## Task prompt
Scan the entries below for the string "AddCandidate" and copy every line where it turns up.

+-------+

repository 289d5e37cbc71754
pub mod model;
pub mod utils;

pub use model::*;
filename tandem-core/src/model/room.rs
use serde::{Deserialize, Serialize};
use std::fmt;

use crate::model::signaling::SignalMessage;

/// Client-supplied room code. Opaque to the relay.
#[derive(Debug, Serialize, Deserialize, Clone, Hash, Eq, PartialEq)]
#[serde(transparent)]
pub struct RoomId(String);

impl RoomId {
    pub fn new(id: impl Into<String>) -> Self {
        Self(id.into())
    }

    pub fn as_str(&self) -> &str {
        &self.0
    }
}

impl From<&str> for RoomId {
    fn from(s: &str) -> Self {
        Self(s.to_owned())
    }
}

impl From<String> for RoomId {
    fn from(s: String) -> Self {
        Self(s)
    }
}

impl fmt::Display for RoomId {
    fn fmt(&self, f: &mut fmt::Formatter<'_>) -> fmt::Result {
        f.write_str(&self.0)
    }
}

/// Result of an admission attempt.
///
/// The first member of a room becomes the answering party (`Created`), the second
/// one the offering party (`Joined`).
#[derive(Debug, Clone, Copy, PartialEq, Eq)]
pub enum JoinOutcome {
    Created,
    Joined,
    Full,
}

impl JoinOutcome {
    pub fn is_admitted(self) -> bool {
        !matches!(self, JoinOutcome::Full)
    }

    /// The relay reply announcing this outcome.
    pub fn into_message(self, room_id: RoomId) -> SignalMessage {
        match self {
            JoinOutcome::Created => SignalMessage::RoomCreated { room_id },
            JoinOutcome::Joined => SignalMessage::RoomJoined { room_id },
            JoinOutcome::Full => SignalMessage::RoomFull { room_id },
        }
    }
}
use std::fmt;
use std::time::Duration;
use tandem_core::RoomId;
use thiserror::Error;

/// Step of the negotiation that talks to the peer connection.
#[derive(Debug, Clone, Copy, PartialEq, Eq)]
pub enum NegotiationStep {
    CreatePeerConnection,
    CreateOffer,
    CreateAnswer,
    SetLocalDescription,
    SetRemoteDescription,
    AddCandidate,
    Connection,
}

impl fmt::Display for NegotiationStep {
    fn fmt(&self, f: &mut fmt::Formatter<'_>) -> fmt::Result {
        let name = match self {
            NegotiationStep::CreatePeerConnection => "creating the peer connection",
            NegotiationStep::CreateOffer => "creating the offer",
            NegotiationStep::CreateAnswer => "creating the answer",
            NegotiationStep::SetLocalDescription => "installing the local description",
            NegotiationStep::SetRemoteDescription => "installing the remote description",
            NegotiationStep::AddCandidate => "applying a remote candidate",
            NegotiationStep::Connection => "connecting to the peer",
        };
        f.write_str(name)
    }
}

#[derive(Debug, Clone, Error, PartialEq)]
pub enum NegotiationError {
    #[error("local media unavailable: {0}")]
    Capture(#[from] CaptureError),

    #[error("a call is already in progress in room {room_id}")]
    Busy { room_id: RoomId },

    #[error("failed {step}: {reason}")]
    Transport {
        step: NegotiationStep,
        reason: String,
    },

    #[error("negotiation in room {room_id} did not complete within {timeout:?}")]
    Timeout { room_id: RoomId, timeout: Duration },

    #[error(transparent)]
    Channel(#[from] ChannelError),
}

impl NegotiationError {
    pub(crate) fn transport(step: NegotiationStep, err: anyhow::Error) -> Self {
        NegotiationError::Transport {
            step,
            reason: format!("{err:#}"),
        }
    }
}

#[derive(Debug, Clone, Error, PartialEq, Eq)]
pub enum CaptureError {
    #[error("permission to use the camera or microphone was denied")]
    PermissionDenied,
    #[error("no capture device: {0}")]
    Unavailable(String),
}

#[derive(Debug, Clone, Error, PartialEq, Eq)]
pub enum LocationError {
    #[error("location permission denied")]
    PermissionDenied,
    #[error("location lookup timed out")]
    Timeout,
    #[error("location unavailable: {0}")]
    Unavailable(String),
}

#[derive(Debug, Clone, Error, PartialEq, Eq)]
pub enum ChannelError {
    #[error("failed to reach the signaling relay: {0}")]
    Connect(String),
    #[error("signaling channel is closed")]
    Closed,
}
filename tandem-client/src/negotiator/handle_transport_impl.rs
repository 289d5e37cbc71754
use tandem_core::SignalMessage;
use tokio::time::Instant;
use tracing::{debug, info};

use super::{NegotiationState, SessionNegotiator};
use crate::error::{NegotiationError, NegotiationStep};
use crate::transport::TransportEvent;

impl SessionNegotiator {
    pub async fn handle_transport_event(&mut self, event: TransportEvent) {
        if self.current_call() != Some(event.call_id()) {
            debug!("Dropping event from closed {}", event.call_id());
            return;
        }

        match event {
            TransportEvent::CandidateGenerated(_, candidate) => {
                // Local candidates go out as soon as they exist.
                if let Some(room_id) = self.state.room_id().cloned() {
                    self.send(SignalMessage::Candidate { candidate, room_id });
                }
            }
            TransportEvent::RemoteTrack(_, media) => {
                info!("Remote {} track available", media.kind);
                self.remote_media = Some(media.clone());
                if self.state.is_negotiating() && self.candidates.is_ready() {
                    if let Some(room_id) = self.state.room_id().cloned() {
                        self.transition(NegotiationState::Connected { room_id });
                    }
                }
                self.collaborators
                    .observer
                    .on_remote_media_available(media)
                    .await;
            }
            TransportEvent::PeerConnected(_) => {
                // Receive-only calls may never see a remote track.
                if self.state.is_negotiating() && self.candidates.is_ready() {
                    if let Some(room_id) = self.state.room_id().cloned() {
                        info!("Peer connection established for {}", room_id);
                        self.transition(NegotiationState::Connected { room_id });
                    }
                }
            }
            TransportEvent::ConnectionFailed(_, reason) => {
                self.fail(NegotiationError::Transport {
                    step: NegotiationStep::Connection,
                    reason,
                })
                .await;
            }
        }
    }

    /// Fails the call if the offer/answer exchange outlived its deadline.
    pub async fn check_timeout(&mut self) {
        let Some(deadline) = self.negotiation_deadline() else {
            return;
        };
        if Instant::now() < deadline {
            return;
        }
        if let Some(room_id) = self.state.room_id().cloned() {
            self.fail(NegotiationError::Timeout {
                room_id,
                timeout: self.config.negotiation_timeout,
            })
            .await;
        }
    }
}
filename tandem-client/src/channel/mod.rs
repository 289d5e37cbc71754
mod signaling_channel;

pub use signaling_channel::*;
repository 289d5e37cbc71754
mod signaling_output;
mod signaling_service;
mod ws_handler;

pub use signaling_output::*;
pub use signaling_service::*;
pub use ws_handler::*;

+-------+

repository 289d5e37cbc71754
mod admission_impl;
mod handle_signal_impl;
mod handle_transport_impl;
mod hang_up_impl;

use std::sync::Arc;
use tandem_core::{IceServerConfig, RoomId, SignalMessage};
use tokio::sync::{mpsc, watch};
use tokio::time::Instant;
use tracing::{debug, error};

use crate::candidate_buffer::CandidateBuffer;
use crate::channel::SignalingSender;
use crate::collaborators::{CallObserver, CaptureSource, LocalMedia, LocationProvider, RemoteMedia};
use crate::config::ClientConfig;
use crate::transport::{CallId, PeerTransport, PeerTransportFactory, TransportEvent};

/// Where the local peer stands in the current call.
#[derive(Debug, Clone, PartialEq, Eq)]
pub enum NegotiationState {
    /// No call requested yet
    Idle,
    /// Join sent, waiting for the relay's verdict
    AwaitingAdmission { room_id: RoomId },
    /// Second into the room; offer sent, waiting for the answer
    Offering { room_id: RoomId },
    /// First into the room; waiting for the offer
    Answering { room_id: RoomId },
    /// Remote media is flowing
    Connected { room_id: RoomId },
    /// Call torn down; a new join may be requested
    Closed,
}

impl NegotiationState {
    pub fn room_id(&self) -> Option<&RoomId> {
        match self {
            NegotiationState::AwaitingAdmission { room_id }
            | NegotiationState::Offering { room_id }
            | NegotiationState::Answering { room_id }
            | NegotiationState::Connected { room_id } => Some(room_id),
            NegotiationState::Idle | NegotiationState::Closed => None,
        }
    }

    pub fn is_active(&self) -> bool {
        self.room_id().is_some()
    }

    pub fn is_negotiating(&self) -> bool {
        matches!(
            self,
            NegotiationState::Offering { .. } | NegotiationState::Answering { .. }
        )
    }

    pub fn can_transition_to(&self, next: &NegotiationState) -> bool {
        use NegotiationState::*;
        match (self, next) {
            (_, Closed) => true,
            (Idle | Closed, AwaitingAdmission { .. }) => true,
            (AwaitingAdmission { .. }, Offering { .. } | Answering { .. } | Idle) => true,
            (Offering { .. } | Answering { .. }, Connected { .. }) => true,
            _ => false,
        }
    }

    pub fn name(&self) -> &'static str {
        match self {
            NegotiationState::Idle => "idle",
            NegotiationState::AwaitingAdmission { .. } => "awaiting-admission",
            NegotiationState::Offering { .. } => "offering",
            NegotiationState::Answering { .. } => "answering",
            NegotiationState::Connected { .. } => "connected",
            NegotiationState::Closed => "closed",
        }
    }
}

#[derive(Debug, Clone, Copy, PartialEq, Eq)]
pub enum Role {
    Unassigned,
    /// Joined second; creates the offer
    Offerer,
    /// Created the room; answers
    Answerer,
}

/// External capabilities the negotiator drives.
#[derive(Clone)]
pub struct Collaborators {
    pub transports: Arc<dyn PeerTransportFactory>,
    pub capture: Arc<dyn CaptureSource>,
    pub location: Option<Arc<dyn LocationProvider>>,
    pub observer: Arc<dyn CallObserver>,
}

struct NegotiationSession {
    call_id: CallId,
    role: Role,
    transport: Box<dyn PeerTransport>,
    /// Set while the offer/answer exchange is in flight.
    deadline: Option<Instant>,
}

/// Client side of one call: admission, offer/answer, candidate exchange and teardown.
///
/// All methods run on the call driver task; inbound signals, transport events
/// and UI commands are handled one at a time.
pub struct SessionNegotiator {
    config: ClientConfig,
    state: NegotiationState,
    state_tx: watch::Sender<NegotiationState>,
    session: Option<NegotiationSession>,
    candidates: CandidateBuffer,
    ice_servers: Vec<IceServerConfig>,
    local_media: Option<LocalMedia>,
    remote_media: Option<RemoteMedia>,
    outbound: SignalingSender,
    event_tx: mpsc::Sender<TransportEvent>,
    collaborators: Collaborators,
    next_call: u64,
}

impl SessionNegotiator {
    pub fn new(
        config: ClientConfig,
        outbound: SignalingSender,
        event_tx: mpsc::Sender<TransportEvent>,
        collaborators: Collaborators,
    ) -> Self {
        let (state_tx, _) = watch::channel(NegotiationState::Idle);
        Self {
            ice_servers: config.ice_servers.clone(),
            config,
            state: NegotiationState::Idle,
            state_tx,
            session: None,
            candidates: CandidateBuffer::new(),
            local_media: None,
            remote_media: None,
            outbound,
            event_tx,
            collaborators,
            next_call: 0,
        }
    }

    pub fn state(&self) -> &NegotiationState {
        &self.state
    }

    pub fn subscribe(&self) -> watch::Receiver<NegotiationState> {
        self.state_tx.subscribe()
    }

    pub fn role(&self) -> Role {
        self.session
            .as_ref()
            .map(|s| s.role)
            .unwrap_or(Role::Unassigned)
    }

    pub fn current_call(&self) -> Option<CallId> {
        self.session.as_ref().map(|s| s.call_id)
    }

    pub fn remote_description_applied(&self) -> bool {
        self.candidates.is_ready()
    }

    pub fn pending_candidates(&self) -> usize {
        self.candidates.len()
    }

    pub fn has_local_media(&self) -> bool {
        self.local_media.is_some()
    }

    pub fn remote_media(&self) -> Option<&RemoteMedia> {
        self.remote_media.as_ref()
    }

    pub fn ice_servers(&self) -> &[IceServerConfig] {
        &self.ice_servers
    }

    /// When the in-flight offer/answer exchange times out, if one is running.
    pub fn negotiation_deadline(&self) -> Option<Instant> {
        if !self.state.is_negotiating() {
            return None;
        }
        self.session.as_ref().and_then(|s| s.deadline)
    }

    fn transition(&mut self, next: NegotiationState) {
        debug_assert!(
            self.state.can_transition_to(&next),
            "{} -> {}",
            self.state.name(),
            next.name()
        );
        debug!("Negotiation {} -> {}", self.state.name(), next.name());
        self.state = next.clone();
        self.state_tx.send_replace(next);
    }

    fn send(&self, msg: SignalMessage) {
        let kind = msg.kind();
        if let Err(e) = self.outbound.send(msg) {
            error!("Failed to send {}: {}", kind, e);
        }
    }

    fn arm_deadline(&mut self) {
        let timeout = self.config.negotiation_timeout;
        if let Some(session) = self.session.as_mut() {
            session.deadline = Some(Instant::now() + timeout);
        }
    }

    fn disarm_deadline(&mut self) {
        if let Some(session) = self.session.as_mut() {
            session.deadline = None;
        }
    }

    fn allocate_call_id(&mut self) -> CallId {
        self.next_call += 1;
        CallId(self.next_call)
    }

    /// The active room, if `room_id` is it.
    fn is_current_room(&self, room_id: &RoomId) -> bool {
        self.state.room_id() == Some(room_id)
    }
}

+-------+

## Answer to the exercise
    AddCandidate,
            NegotiationStep::AddCandidate => "applying a remote candidate",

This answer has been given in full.